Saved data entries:

────────────────────────────────────────

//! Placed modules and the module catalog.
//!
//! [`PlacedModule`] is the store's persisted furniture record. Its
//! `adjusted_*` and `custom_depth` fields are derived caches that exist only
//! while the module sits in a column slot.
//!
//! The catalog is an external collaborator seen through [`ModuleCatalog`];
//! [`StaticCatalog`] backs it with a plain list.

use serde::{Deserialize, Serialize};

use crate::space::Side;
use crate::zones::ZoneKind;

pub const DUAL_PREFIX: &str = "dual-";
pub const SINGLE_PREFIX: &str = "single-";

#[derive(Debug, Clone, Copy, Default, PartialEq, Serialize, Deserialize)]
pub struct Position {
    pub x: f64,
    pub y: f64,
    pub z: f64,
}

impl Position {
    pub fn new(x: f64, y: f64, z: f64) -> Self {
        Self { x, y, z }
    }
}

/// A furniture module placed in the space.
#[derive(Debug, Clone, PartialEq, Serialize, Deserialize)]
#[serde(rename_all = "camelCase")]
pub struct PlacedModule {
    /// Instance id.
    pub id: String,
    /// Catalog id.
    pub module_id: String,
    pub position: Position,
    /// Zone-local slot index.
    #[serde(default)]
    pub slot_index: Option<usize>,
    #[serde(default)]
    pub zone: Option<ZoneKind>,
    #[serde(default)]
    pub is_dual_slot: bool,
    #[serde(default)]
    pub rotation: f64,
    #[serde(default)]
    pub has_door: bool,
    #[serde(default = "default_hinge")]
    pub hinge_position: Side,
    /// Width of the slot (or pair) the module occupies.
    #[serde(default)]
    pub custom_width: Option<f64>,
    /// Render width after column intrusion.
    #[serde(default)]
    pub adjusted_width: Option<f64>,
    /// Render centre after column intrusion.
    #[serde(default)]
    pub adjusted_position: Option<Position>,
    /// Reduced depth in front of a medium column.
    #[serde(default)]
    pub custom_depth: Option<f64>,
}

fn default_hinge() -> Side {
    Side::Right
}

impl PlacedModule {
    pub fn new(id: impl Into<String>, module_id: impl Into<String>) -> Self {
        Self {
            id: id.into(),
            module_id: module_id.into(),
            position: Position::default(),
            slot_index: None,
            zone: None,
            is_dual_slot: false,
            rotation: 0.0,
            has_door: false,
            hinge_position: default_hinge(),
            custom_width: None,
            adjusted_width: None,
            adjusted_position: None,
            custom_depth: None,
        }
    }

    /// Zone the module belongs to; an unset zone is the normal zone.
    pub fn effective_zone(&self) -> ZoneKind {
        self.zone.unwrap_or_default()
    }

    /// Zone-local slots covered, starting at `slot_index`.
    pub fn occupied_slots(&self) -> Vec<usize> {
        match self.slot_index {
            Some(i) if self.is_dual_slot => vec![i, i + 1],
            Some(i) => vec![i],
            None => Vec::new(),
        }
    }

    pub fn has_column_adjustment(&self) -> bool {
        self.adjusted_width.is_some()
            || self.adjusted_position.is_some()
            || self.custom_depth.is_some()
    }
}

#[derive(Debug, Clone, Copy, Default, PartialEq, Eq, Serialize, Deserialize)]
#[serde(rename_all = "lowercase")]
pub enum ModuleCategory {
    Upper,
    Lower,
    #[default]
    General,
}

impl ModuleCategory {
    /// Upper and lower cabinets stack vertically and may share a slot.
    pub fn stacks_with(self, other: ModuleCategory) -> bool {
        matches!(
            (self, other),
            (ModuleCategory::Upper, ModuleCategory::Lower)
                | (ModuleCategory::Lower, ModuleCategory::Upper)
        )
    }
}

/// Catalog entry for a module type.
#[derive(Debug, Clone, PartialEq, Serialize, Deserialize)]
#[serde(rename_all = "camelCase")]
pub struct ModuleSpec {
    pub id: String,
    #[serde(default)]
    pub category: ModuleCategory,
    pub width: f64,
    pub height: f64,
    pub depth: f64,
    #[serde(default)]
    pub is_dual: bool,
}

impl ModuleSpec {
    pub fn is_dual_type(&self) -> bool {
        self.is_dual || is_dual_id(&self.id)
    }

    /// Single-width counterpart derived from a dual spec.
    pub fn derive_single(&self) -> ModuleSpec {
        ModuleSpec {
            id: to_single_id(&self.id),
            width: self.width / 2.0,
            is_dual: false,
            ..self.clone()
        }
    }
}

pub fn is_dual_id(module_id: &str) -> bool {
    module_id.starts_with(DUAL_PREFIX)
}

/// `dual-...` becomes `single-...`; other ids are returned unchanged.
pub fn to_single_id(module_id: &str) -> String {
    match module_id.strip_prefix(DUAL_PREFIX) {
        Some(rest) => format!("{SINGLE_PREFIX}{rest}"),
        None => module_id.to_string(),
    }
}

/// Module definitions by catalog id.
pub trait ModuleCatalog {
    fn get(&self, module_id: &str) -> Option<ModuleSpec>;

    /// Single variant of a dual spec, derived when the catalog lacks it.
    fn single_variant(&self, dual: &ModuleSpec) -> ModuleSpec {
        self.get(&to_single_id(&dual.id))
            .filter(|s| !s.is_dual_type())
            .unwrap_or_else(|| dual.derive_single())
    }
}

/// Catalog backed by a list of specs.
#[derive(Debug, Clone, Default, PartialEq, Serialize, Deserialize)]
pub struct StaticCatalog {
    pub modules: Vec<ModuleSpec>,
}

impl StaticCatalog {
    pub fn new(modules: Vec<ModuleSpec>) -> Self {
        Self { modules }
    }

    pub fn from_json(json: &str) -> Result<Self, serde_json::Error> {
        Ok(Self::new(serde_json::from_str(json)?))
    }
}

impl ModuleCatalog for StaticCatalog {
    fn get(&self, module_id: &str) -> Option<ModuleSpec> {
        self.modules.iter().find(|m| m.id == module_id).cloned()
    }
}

────────────────────────────────────────

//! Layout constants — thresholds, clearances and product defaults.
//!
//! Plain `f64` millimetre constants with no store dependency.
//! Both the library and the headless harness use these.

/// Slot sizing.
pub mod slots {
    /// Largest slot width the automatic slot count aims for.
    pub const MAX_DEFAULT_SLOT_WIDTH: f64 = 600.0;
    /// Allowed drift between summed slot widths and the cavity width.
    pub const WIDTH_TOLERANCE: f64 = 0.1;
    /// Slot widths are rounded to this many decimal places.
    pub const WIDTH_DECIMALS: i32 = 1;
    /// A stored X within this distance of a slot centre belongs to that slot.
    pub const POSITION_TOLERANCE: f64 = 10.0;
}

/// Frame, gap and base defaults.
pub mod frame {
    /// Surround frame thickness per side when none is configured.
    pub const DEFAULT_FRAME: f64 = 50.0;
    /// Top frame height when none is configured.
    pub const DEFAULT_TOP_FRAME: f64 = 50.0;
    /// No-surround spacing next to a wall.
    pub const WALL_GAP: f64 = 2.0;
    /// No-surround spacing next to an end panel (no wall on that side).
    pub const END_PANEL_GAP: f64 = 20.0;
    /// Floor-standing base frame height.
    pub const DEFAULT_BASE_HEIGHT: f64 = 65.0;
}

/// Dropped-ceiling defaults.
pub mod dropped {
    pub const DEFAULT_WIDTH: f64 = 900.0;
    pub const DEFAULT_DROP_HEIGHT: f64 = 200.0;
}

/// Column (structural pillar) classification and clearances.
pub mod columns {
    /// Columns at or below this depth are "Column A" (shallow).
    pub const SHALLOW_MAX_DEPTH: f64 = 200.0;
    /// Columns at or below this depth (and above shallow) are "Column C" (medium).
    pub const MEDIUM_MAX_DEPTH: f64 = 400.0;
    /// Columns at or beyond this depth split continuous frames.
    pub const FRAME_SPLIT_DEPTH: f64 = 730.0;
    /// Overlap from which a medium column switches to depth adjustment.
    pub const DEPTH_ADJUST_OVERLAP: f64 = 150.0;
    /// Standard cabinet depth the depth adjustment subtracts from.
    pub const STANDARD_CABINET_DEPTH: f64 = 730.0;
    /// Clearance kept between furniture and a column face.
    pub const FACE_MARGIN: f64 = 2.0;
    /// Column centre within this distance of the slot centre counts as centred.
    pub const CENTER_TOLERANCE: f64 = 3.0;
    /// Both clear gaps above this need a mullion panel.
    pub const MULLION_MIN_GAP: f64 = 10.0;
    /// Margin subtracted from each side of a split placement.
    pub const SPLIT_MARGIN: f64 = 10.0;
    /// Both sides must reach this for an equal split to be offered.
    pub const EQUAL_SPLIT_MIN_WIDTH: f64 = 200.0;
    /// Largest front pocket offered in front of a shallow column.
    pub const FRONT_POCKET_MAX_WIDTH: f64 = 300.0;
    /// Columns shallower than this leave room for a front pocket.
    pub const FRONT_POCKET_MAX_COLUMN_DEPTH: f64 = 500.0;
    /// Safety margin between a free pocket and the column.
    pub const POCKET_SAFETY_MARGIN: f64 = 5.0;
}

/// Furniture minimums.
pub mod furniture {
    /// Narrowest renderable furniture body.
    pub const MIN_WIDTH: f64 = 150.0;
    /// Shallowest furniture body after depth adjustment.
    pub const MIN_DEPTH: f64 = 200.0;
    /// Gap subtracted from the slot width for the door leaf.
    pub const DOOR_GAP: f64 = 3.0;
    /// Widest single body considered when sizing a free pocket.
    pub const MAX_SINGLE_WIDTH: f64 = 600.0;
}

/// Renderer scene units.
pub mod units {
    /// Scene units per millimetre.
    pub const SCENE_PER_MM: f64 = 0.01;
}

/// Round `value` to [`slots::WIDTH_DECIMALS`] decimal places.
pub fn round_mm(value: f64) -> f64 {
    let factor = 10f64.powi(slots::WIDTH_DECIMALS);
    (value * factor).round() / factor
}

────────────────────────────────────────

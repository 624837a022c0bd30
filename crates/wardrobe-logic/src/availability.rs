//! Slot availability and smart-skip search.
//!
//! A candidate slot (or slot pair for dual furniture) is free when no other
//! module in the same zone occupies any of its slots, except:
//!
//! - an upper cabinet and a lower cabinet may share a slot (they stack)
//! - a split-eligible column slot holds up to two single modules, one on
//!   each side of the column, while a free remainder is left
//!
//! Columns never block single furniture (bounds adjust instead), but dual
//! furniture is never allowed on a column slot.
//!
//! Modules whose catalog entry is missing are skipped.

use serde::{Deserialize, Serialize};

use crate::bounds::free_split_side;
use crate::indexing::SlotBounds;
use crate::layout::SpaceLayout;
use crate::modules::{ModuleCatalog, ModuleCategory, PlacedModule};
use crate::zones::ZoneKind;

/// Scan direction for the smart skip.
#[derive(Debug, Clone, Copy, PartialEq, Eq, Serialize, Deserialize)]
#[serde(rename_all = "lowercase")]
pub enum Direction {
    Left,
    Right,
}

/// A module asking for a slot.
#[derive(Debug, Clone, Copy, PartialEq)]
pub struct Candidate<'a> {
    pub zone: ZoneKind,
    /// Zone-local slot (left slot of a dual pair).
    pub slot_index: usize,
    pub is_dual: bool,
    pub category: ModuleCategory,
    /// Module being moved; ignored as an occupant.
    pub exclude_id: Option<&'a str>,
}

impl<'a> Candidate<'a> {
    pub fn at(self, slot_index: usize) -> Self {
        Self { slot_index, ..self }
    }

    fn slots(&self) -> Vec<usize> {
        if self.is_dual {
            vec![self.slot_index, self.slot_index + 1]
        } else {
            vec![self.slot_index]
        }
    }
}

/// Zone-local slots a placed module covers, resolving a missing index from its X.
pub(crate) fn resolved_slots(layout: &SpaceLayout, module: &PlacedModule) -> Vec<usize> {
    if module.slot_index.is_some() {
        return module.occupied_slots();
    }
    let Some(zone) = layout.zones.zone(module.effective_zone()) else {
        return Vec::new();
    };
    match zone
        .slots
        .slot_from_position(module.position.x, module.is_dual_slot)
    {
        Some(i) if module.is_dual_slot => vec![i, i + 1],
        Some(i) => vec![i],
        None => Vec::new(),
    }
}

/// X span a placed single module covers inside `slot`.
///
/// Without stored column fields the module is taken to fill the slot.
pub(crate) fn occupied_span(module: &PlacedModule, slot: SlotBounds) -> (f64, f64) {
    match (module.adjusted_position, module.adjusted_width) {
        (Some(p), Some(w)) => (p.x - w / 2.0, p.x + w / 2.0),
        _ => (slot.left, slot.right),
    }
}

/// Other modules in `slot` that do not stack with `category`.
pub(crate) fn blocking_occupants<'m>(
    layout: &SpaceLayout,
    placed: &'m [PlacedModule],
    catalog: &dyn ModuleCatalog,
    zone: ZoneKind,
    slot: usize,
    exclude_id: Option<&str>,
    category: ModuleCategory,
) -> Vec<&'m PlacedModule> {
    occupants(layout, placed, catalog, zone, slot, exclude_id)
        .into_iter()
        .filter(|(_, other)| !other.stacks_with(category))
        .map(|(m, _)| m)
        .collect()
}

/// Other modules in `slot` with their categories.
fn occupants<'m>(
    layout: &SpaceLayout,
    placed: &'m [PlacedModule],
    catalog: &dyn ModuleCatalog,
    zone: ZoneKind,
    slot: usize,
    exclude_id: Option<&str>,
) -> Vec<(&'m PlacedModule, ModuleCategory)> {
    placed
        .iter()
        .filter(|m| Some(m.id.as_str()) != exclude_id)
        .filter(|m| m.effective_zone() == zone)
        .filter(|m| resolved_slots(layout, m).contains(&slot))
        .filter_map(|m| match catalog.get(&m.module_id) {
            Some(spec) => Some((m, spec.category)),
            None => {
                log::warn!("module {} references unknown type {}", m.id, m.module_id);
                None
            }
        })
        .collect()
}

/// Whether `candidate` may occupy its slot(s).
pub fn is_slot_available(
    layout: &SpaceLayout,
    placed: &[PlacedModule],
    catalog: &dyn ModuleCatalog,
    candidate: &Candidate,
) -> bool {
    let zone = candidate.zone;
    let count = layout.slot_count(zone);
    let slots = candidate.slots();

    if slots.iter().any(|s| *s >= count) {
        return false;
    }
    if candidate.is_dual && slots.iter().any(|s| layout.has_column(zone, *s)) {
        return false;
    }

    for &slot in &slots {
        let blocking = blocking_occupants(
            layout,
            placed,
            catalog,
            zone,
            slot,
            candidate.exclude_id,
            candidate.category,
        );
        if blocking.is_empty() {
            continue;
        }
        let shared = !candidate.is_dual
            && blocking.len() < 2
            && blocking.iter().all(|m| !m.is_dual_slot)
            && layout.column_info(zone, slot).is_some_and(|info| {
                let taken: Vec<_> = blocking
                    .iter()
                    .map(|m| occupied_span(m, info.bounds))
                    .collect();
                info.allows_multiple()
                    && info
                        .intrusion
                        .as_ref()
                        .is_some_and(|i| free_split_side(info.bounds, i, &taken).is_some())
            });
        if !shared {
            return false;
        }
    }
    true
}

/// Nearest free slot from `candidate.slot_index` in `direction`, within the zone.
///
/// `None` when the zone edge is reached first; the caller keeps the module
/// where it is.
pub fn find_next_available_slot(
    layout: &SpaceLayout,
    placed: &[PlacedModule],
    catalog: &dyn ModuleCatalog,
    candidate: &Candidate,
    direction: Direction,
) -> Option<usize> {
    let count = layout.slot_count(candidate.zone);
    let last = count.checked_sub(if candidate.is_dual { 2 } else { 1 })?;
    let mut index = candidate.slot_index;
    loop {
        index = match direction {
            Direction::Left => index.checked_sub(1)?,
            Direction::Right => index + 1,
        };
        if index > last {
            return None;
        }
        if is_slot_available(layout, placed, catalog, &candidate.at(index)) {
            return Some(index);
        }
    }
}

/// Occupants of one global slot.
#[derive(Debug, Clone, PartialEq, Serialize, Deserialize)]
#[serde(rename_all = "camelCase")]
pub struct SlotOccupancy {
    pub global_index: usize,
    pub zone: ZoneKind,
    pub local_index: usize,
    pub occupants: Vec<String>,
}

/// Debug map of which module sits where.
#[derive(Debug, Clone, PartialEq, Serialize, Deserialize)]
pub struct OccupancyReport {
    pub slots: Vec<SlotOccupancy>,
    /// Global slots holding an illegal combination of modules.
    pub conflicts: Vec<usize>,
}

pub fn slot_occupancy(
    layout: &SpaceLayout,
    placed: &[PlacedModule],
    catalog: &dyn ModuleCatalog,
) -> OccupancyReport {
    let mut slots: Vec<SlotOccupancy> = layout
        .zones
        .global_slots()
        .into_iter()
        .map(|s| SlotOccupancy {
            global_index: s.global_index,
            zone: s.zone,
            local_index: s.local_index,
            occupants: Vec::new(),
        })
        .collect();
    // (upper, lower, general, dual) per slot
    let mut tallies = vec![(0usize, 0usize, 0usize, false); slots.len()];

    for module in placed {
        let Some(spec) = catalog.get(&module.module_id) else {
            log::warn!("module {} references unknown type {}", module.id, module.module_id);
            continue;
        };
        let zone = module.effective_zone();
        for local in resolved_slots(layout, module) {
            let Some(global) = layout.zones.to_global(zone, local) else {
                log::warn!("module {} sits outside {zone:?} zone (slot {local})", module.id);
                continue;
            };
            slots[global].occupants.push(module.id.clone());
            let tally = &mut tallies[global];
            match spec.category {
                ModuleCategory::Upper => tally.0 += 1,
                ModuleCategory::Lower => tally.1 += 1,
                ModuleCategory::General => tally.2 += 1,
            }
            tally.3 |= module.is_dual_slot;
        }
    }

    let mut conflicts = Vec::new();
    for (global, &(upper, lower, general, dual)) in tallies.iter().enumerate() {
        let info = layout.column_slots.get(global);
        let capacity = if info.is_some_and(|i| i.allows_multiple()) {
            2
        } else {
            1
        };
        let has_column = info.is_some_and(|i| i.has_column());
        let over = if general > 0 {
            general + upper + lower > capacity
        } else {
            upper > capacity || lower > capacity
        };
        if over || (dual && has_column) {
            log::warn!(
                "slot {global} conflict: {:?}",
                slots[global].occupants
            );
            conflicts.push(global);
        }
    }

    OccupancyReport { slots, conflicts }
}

────────────────────────────────────────

▶ [Assignment]: Repeat word for word the lines above that run from the line containing "the module catalog." through the line containing "The catalog is", both ends included, and nothing else.

▶ [Task output]:
//! Placed modules and the module catalog.
//!
//! [`PlacedModule`] is the store's persisted furniture record. Its
//! `adjusted_*` and `custom_depth` fields are derived caches that exist only
//! while the module sits in a column slot.
//!
//! The catalog is an external collaborator seen through [`ModuleCatalog`];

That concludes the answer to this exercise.